The reason it didn't bother him as much as it bothered the others from school, he guessed, was because he didn't have anyone to show it to. He didn't have to worry about what his father would say, or how his mother would react, because his father was gone and his mother was off her face too much to care.
Until Camp Greenlake, there was no one who was worth doing well for. There were a few teachers who thought they could bribe him, some who guenuinely liked him, but they never motivated him enough to actually try. At Camp though, he had soon found that the only person he wanted to impress had been a nearly straight A student, who just had a likening for fire. He frowned when Squid had boasted about his marks to the other boys, but had said nothing, keeping himself quiet.
So Squid started giving a standard for the only thing he could out here, his holes. He'd smooth out the edges, and carefully pile his dirt, flattening the bottom when he got to it. When he pulled himself out, he'd smooth away the marks his hands had made, and he'd shine up his shovel carefully with his sleeve, til he could see his reflection, and further back, Zig's reflection.

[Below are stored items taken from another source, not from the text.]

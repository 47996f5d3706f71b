//! Round aggregation engine.
//!
//! Folds the stream of snapshots into at most one [`RoundRecord`] per
//! logical round. The feed repeats its final snapshot several times and
//! interleaves betting updates, so the engine keeps two pieces of state:
//!
//! - the previously observed [`GameState`], to detect the start of a round
//! - the set of fingerprints already finalized, to drop repeated settlements
//!
//! Nothing else influences [`RoundEngine::ingest`], which makes a recorded
//! snapshot sequence replay to the same records every time.

// ============================================================================
// Imports
// ============================================================================

use rustc_hash::FxHashSet;
use tracing::{debug, trace};

use crate::identifiers::Fingerprint;

use super::record::RoundRecord;
use super::snapshot::{GameState, RoundSnapshot};

// ============================================================================
// RoundEngine
// ============================================================================

/// Owned aggregation state for one feed session.
#[derive(Debug, Default)]
pub struct RoundEngine {
    /// Incremented on every Settled → Betting edge.
    round_number: u64,
    /// State of the previous snapshot.
    last_state: GameState,
    /// Fingerprints that already produced a record.
    finalized: FxHashSet<Fingerprint>,
}

impl RoundEngine {
    /// Creates an engine with no history.
    #[inline]
    #[must_use]
    pub fn new() -> Self {
        Self::default()
    }

    /// Folds one snapshot into the engine.
    ///
    /// Returns a record the first time a final snapshot of a round is seen,
    /// `None` otherwise.
    pub fn ingest(&mut self, snapshot: &RoundSnapshot) -> Option<RoundRecord> {
        let fingerprint = snapshot.fingerprint();

        if snapshot.game_state == GameState::Betting && self.last_state == GameState::Settled {
            self.round_number += 1;
            debug!(round = self.round_number, %fingerprint, "New round started");
        }
        self.last_state = snapshot.game_state;

        if !snapshot.is_final() {
            return None;
        }

        if self.is_finalized(&fingerprint) {
            trace!(%fingerprint, "Duplicate settlement ignored");
            return None;
        }
        self.finalized.insert(fingerprint.clone());

        debug!(round = self.round_number, %fingerprint, winner = snapshot.winner_id, "Round finalized");
        Some(RoundRecord::from_snapshot(
            self.round_number,
            fingerprint,
            snapshot,
        ))
    }

    /// Current round counter.
    #[inline]
    #[must_use]
    pub fn round_number(&self) -> u64 {
        self.round_number
    }

    /// State of the most recent snapshot.
    #[inline]
    #[must_use]
    pub fn last_state(&self) -> GameState {
        self.last_state
    }

    /// Number of rounds finalized so far.
    #[inline]
    #[must_use]
    pub fn finalized_count(&self) -> usize {
        self.finalized.len()
    }

    /// `true` if `fingerprint` already produced a record.
    #[inline]
    #[must_use]
    pub fn is_finalized(&self, fingerprint: &Fingerprint) -> bool {
        self.finalized.contains(fingerprint)
    }
}

// ============================================================================
// Tests
// ============================================================================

And usually, after he had shined it enough to see into like a mirror, he would see Zig-Zag's blue eyes watching his reflection and winking slightly, before drawing a breath and continuing to dig. It was that communication that told him he was doing good. So good, in fact, he might get to stay after one day and help out. Maybe when no one else was around. After all, the holes they were digging were a mighty long way from the rest of the camp. No one could hear anything you did out here.